It had been a very long day already, and we had a few more hours of work ahead of us in an attempt to piece together our truck.

**********

It was one of those days where you don’t get to do a lot of sitting.

I think that’s probably the most positive spin I can put on how I was feeling.  I was cold, tired, and getting a little cranky.  We had been running the stripes off the side of the truck… Back to back to back transfers with few and far between opportunities to learn about the new equipment I now have available to me at this service.  After almost 13 straight hours of teching all but one run (and squeezing in driving time when I wasn’t teching) and I was ready to throw in the towel.  Figuratively and literally.

We were posting in a quiet area… If there is such a place… I turned the lights in the mod off and reclined the captains chair.

Bring on the power nap, baby.

I had barely managed to close my eyes when I heard the high pitched tones go off.  OOOOEEEEOOOOOOOUUUUHHHHHHHH!!!!  Unit 427…. 2122 Blackhawk road… Cardiac arrest… Unit 427…2122—”

*Blink*

I leaned forward into the driving compartment and strained to hear the rest of the dispatch.  ”They just said Cardiac arrest, right?”

“Sure did,” My FTO replied as he threw the truck into drive and lit us up.

Airway bag.  Monitor.  Drug box. They’ll all need to go in.  What are the ACLS drugs and dosages?  Crap, I can’t remember the dosages…  Uhm… SHIT!  Where are the IO needles and pressure infusers kept? Do we have an extra roll of paper for the monitor?  ET or King?  Where’s the vent?  We’ll need a backboard too…  I tossed my field guide in the action area, just in case.

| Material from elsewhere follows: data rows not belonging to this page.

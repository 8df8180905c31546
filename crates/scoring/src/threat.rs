//! Threat assessment
//!
//! Three independent hazard axes, evaluated in a fixed order. Each axis
//! contributes at most its highest triggered hazard; the overall level only
//! ever ratchets up across axes.

use ecolingua_domain::{ResolvedConditions, Threat, ThreatAssessment, ThreatKind, ThreatLevel};

/// Temperature axis
pub fn temperature_threat(temperature: f64) -> Option<ThreatKind> {
    if temperature > 40.0 || temperature < -10.0 {
        Some(ThreatKind::ExtremeTemperature)
    } else if temperature > 35.0 || temperature < 0.0 {
        Some(ThreatKind::TemperatureStress)
    } else {
        None
    }
}

/// Particulate axis
pub fn particulate_threat(pm25: f64) -> Option<ThreatKind> {
    if pm25 > 150.0 {
        Some(ThreatKind::AirPollution)
    } else if pm25 > 100.0 {
        Some(ThreatKind::AirQuality)
    } else {
        None
    }
}

/// Carbon dioxide axis
pub fn carbon_threat(co2: f64) -> Option<ThreatKind> {
    (co2 > 500.0).then_some(ThreatKind::CarbonExcess)
}

/// Evaluate all axes
pub fn assess_threats(conditions: &ResolvedConditions) -> ThreatAssessment {
    let active_threats: Vec<Threat> = [
        temperature_threat(conditions.temperature),
        particulate_threat(conditions.pm25),
        carbon_threat(conditions.co2),
    ]
    .into_iter()
    .flatten()
    .map(Threat::from)
    .collect();

    let overall_level = active_threats
        .iter()
        .map(|threat| threat.severity)
        .fold(ThreatLevel::Low, ThreatLevel::max);

    ThreatAssessment {
        overall_level,
        threat_count: active_threats.len(),
        emergency_response_needed: overall_level == ThreatLevel::High,
        active_threats,
    }
}
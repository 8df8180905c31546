//! EcoLingua Stream
//!
//! The telemetry pipeline proper: bounded history, subscriber fan-out and the
//! orchestrator that ties validation, scoring, storage and broadcast together.

#![warn(missing_docs)]

pub mod error;
pub mod hub;
pub mod message;
pub mod pipeline;
pub mod store;

pub use error::{DeliveryFailure, HubError};
pub use hub::{BroadcastHub, BroadcastReport, HubSettings, HubStats, SubscriberId, SubscriberInfo, Subscription};
pub use message::{FeedMessage, ServerInfo};
pub use pipeline::{Pipeline, PipelineStatus};
pub use store::{TelemetryRecord, TelemetryStore};
//! Environmental scoring engine
//!
//! Composes the health, species, threat and carbon passes into one
//! [`ScoringResult`]. The only non-determinism is the bounded jitter drawn
//! from the configured [`JitterSource`].

use std::sync::Arc;

use ecolingua_domain::{Reading, ResolvedConditions, ScoringResult};
use tracing::debug;

use crate::carbon::analyze_carbon;
use crate::health::assess_health;
use crate::jitter::{JitterSource, ThreadRngJitter};
use crate::species::estimate_species;
use crate::threat::assess_threats;

/// Scoring engine for validated readings
#[derive(Debug, Clone)]
pub struct EnvironmentalScorer {
    jitter: Arc<dyn JitterSource>,
}

impl EnvironmentalScorer {
    /// Create a scorer drawing jitter from the thread RNG
    pub fn new() -> Self {
        Self::with_jitter(Arc::new(ThreadRngJitter))
    }

    /// Create a scorer with a custom jitter source
    pub fn with_jitter(jitter: Arc<dyn JitterSource>) -> Self {
        Self { jitter }
    }

    /// Score a reading. Never fails; absent inputs use their defaults.
    pub fn score(&self, reading: &Reading) -> ScoringResult {
        let conditions = reading.resolved();
        let result = self.score_conditions(&conditions, reading);

        debug!(
            reading_id = %reading.id(),
            health_score = result.health_score,
            threat_level = ?result.threat_assessment.overall_level,
            "Reading scored"
        );

        result
    }

    fn score_conditions(&self, conditions: &ResolvedConditions, reading: &Reading) -> ScoringResult {
        let health = assess_health(conditions);
        let jitter = self.jitter.as_ref();

        ScoringResult {
            reading_id: reading.id(),
            timestamp: reading.timestamp(),
            health_score: health.score,
            health_tier: health.tier,
            narrative: health.tier.narrative().to_string(),
            recommendations: health.recommendations,
            species_estimate: estimate_species(conditions, jitter),
            threat_assessment: assess_threats(conditions),
            carbon_analysis: analyze_carbon(conditions, jitter),
        }
    }
}

impl Default for EnvironmentalScorer {
    fn default() -> Self {
        Self::new()
    }
}

#[cfg(test)]
mod tests {
    use super::*;
    use crate::health::NEUTRAL_RECOMMENDATION;
    use crate::jitter::FixedJitter;
    use ecolingua_domain::{HealthTier, ReadingValidator, ThreatKind, ThreatLevel};
    use serde_json::json;

    fn reading(payload: serde_json::Value) -> Reading {
        ReadingValidator::new().validate(&payload).unwrap()
    }

    fn fixed_scorer() -> EnvironmentalScorer {
        EnvironmentalScorer::with_jitter(Arc::new(FixedJitter::MIDPOINT))
    }

    #[test]
    fn test_ideal_reading() {
        let r = reading(json!({"temperature": 22, "humidity": 60, "pm25": 10, "co2": 400}));
        let result = fixed_scorer().score(&r);

        assert_eq!(result.reading_id, r.id());
        assert_eq!(result.health_score, 98.0);
        assert_eq!(result.health_tier, HealthTier::Optimal);
        assert_eq!(result.narrative, HealthTier::Optimal.narrative());
        assert_eq!(result.recommendations, vec![NEUTRAL_RECOMMENDATION.to_string()]);
        assert_eq!(result.threat_assessment.overall_level, ThreatLevel::Low);
    }

    #[test]
    fn test_extreme_reading_needs_emergency_response() {
        let r = reading(json!({"temperature": 45, "pm25": 200, "co2": 600}));
        let result = fixed_scorer().score(&r);

        let threats = &result.threat_assessment;
        assert_eq!(threats.overall_level, ThreatLevel::High);
        assert!(threats.emergency_response_needed);
        assert!(threats
            .active_threats
            .iter()
            .any(|t| t.kind == ThreatKind::ExtremeTemperature));
        assert!(threats
            .active_threats
            .iter()
            .any(|t| t.kind == ThreatKind::AirPollution));
    }

    #[test]
    fn test_absent_fields_score_like_defaults() {
        let scorer = fixed_scorer();
        let empty = scorer.score(&reading(json!({})));
        let explicit =
            scorer.score(&reading(json!({"temperature": 22, "humidity": 60, "pm25": 25, "co2": 400})));

        assert_eq!(empty.health_score, explicit.health_score);
        assert_eq!(empty.recommendations, explicit.recommendations);
        assert_eq!(empty.threat_assessment, explicit.threat_assessment);
        assert_eq!(empty.species_estimate, explicit.species_estimate);
        assert_eq!(empty.carbon_analysis, explicit.carbon_analysis);
    }

    #[test]
    fn test_camel_case_wire_shape() {
        let result = fixed_scorer().score(&reading(json!({"temperature": 22})));
        let json = serde_json::to_value(&result).unwrap();

        assert!(json["healthScore"].is_number());
        assert!(json["speciesEstimate"]["detectedSpecies"].is_array());
        assert_eq!(json["speciesEstimate"]["detectedSpecies"][0]["activityLevel"], "high");
        assert_eq!(json["threatAssessment"]["overallLevel"], "low");
        assert!(json["carbonAnalysis"]["creditsPotential"].is_u64());
        assert_eq!(json["healthTier"], "optimal");
    }
}
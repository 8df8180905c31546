//! Scoring result types
//!
//! The derived assessment for one reading. Serialized with camelCase keys,
//! which is the shape returned by the ingest API and pushed to subscribers.

use chrono::{DateTime, Utc};
use serde::{Deserialize, Serialize};
use uuid::Uuid;

/// Qualitative tier of a health score
#[derive(Debug, Clone, Copy, PartialEq, Eq, Serialize, Deserialize)]
#[serde(rename_all = "snake_case")]
pub enum HealthTier {
    /// Score > 85
    Optimal,
    /// Score > 70
    Good,
    /// Score > 50
    ModerateStress,
    /// Everything else
    SignificantStress,
}

impl HealthTier {
    /// Convert a health score to its tier
    pub fn from_score(score: f64) -> Self {
        if score > 85.0 {
            HealthTier::Optimal
        } else if score > 70.0 {
            HealthTier::Good
        } else if score > 50.0 {
            HealthTier::ModerateStress
        } else {
            HealthTier::SignificantStress
        }
    }

    /// Fixed descriptive sentence for the tier
    pub fn narrative(&self) -> &'static str {
        match self {
            HealthTier::Optimal => "Environmental conditions are optimal. The ecosystem shows excellent stability with balanced temperature, humidity, and air quality supporting thriving biodiversity.",
            HealthTier::Good => "Environmental conditions are good with minor variations. The ecosystem maintains healthy balance with adequate conditions for most species.",
            HealthTier::ModerateStress => "Environmental conditions show moderate stress indicators. Some parameters are outside optimal ranges, requiring monitoring and potential intervention.",
            HealthTier::SignificantStress => "Environmental conditions indicate significant stress. Multiple parameters are concerning and immediate attention is recommended for ecosystem protection.",
        }
    }
}

/// Activity level, used both per species and for the whole ecosystem
#[derive(Debug, Clone, Copy, PartialEq, Eq, Serialize, Deserialize)]
#[serde(rename_all = "snake_case")]
pub enum ActivityLevel {
    /// Little observed activity
    Low,
    /// Some activity
    Moderate,
    /// Strong activity
    High,
}

/// Threat severity, ordered `Low < Medium < High`
#[derive(Debug, Clone, Copy, PartialEq, Eq, PartialOrd, Ord, Hash, Serialize, Deserialize)]
#[serde(rename_all = "snake_case")]
pub enum ThreatLevel {
    /// No active hazard
    Low,
    /// Hazard requiring monitoring
    Medium,
    /// Hazard requiring emergency response
    High,
}

/// Hazard categories, one or none per axis
#[derive(Debug, Clone, Copy, PartialEq, Eq, Serialize, Deserialize)]
#[serde(rename_all = "snake_case")]
pub enum ThreatKind {
    /// Temperature > 40 or < -10
    ExtremeTemperature,
    /// Temperature > 35 or < 0
    TemperatureStress,
    /// PM2.5 > 150
    AirPollution,
    /// PM2.5 > 100
    AirQuality,
    /// CO2 > 500
    CarbonExcess,
}

impl ThreatKind {
    /// Severity attached to this hazard
    pub fn severity(&self) -> ThreatLevel {
        match self {
            ThreatKind::ExtremeTemperature | ThreatKind::AirPollution => ThreatLevel::High,
            ThreatKind::TemperatureStress | ThreatKind::AirQuality | ThreatKind::CarbonExcess => {
                ThreatLevel::Medium
            }
        }
    }

    /// Get human-readable description
    pub fn description(&self) -> &'static str {
        match self {
            ThreatKind::ExtremeTemperature => "Extreme temperature conditions",
            ThreatKind::TemperatureStress => "Temperature stress conditions",
            ThreatKind::AirPollution => "Severe air quality degradation",
            ThreatKind::AirQuality => "Moderate air quality concerns",
            ThreatKind::CarbonExcess => "Elevated carbon dioxide levels",
        }
    }
}

/// One active hazard
#[derive(Debug, Clone, PartialEq, Serialize, Deserialize)]
pub struct Threat {
    /// Hazard category
    #[serde(rename = "type")]
    pub kind: ThreatKind,
    /// Severity of the hazard
    pub severity: ThreatLevel,
    /// Human-readable description
    pub description: String,
}

impl From<ThreatKind> for Threat {
    fn from(kind: ThreatKind) -> Self {
        Self {
            kind,
            severity: kind.severity(),
            description: kind.description().to_string(),
        }
    }
}

/// Threat classification for one reading
#[derive(Debug, Clone, PartialEq, Serialize, Deserialize)]
#[serde(rename_all = "camelCase")]
pub struct ThreatAssessment {
    /// Highest severity across all axes
    pub overall_level: ThreatLevel,
    /// Active hazards in evaluation order (temperature, PM2.5, CO2)
    pub active_threats: Vec<Threat>,
    /// Number of active hazards
    pub threat_count: usize,
    /// True iff the overall level is high
    pub emergency_response_needed: bool,
}

/// One canned species entry
#[derive(Debug, Clone, PartialEq, Serialize, Deserialize)]
#[serde(rename_all = "camelCase")]
pub struct DetectedSpecies {
    /// Common name
    pub name: String,
    /// Confidence (0.0 to 1.0)
    pub confidence: f64,
    /// Activity level of this species
    pub activity_level: ActivityLevel,
}

/// Species activity estimate
#[derive(Debug, Clone, PartialEq, Serialize, Deserialize)]
#[serde(rename_all = "camelCase")]
pub struct SpeciesEstimate {
    /// Species expected under the observed conditions
    pub detected_species: Vec<DetectedSpecies>,
    /// Number of detected species
    pub species_count: usize,
    /// Biodiversity index (0.0 to 1.0)
    pub biodiversity_index: f64,
    /// Overall ecosystem activity tier
    pub ecosystem_activity: ActivityLevel,
}

/// Carbon sequestration estimate
#[derive(Debug, Clone, PartialEq, Serialize, Deserialize)]
#[serde(rename_all = "camelCase")]
pub struct CarbonAnalysis {
    /// Sequestration rate, never negative
    pub sequestration_rate: f64,
    /// Potential carbon credits
    pub credits_potential: u32,
    /// Sequestration minus CO2 excess
    pub net_balance: f64,
    /// Rate relative to baseline, percent (0 to 100)
    pub efficiency_percent: f64,
}

/// Derived assessment for one reading
#[derive(Debug, Clone, PartialEq, Serialize, Deserialize)]
#[serde(rename_all = "camelCase")]
pub struct ScoringResult {
    /// Identifier of the scored reading
    pub reading_id: Uuid,
    /// Receipt time of the scored reading
    pub timestamp: DateTime<Utc>,
    /// Health score (0.0 to 100.0)
    pub health_score: f64,
    /// Tier the health score falls in
    pub health_tier: HealthTier,
    /// Fixed sentence for the tier
    pub narrative: String,
    /// Ordered advisories, never empty
    pub recommendations: Vec<String>,
    /// Species activity estimate
    pub species_estimate: SpeciesEstimate,
    /// Threat classification
    pub threat_assessment: ThreatAssessment,
    /// Carbon sequestration estimate
    pub carbon_analysis: CarbonAnalysis,
}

I had a good seven minutes to complete my mental checklist and load the stretcher up… My FTO had barely managed to hit the brakes before a Volunteer Firefighter was throwing open the back doors to the squad.

“It’s an ARREST!  BRING IT ALL!!!”  He sounded significantly more rattled than I did, which is an odd feeling for me.

I’m usually the shaky one.

I shook my head in an effort to clear my mind and jumped out of the back of the truck. The volunteer and I dragged the fully loaded stretcher across the gravel driveway towards the front door of the home.  Bright red, amber and blue lights from various vehicles bounced off of the houses.  It was a little disorienting… Kind of like stepping into a crazy nightclub environment and feeling dizzy from the light show going on inside.

**********

A man I recognized as being a fellow coworker from the last service I worked at was kneeling next to the AED while another pumped furiously on the patients chest.  ”Clear… CLEAR!!!”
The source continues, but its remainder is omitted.